» **Required work**:
Using the listing below, please gather every line containing the word "trace".

(Supplied records Opens)

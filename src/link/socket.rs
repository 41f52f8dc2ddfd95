//! TCP clients for the PHY and upper layer services.
//!
//! Each request opens a fresh connection, writes one message and, where
//! the request expects one, reads a single response.

use std::net::{Shutdown, SocketAddr, TcpStream};
use std::time::Duration;

use log::trace;

use crate::error::LinkError;
use super::wire::{self, Message, PhyRequest, PhyResponse, UpperRequest, UpperResponse};
use super::{PhyLink, TailKind, UpperLink, UpperPoll};

/// Default bound on a single request / response exchange
pub const DEFAULT_TIMEOUT: Duration = Duration::from_secs(2);

fn connect(addr: &SocketAddr, timeout: Duration) -> Result<TcpStream, LinkError> {
    let s = TcpStream::connect_timeout(addr, timeout)?;
    s.set_read_timeout(Some(timeout))?;
    s.set_write_timeout(Some(timeout))?;
    s.set_nodelay(true)?;
    Ok(s)
}

fn send<Req: Message>(addr: &SocketAddr, timeout: Duration, req: &Req) -> Result<(), LinkError> {
    let mut s = connect(addr, timeout)?;
    wire::write_message(&mut s, req)?;
    let _ = s.shutdown(Shutdown::Both);
    Ok(())
}

fn exchange<Req: Message, Resp: Message>(addr: &SocketAddr, timeout: Duration, req: &Req) -> Result<Resp, LinkError> {
    let mut s = connect(addr, timeout)?;
    wire::write_message(&mut s, req)?;
    let resp = wire::read_message(&mut s)?;
    let _ = s.shutdown(Shutdown::Both);
    Ok(resp)
}

/// PHY client
#[derive(Debug, Clone)]
pub struct SocketPhy {
    addr: SocketAddr,
    timeout: Duration,
}

impl SocketPhy {
    pub fn new(addr: SocketAddr) -> Self {
        Self { addr, timeout: DEFAULT_TIMEOUT }
    }

    pub fn with_timeout(addr: SocketAddr, timeout: Duration) -> Self {
        Self { addr, timeout }
    }
}

impl PhyLink for SocketPhy {
    fn tail(&mut self, kind: TailKind) -> Result<Option<Vec<u8>>, LinkError> {
        match exchange(&self.addr, self.timeout, &PhyRequest::Tail(kind))? {
            PhyResponse::Yes(d) => {
                trace!("TAIL {}: {} bytes", kind, d.len());
                Ok(Some(d))
            },
            PhyResponse::No => Ok(None),
            PhyResponse::Cca(_) => Err(LinkError::Protocol),
        }
    }

    fn transmit(&mut self, frame: &[u8], encoding: u8, timestamp_us: u64) -> Result<(), LinkError> {
        let req = PhyRequest::Pkt{ encoding, timestamp_us, frame: frame.to_vec() };
        send(&self.addr, self.timeout, &req)
    }

    fn cca(&mut self) -> Result<f32, LinkError> {
        match exchange(&self.addr, self.timeout, &PhyRequest::Cca)? {
            PhyResponse::Cca(p) => Ok(p),
            _ => Err(LinkError::Protocol),
        }
    }
}

/// Upper layer buffer client
#[derive(Debug, Clone)]
pub struct SocketUpper {
    addr: SocketAddr,
    timeout: Duration,
}

impl SocketUpper {
    pub fn new(addr: SocketAddr) -> Self {
        Self { addr, timeout: DEFAULT_TIMEOUT }
    }

    pub fn with_timeout(addr: SocketAddr, timeout: Duration) -> Self {
        Self { addr, timeout }
    }

    /// Queue a payload for transmission
    pub fn push_payload(&mut self, payload: &[u8]) -> Result<(), LinkError> {
        send(&self.addr, self.timeout, &UpperRequest::Payload(payload.to_vec()))
    }

    /// Queue a beacon marker
    pub fn push_beacon(&mut self) -> Result<(), LinkError> {
        send(&self.addr, self.timeout, &UpperRequest::Beacon(Vec::new()))
    }
}

impl UpperLink for SocketUpper {
    fn poll(&mut self) -> Result<UpperPoll, LinkError> {
        let resp = exchange(&self.addr, self.timeout, &UpperRequest::NoPacket)?;
        Ok(match resp {
            UpperResponse::Yes(p) => UpperPoll::Payload(p),
            UpperResponse::Beacon => UpperPoll::Beacon,
            UpperResponse::No => UpperPoll::Empty,
        })
    }

    fn remove(&mut self) -> Result<(), LinkError> {
        send(&self.addr, self.timeout, &UpperRequest::Remove)
    }

    fn deliver(&mut self, payload: &[u8]) -> Result<(), LinkError> {
        send(&self.addr, self.timeout, &UpperRequest::Copy(payload.to_vec()))
    }
}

(Supplied records Closes)

» **Result of the exercise**:
use log::trace;
                trace!("TAIL {}: {} bytes", kind, d.len());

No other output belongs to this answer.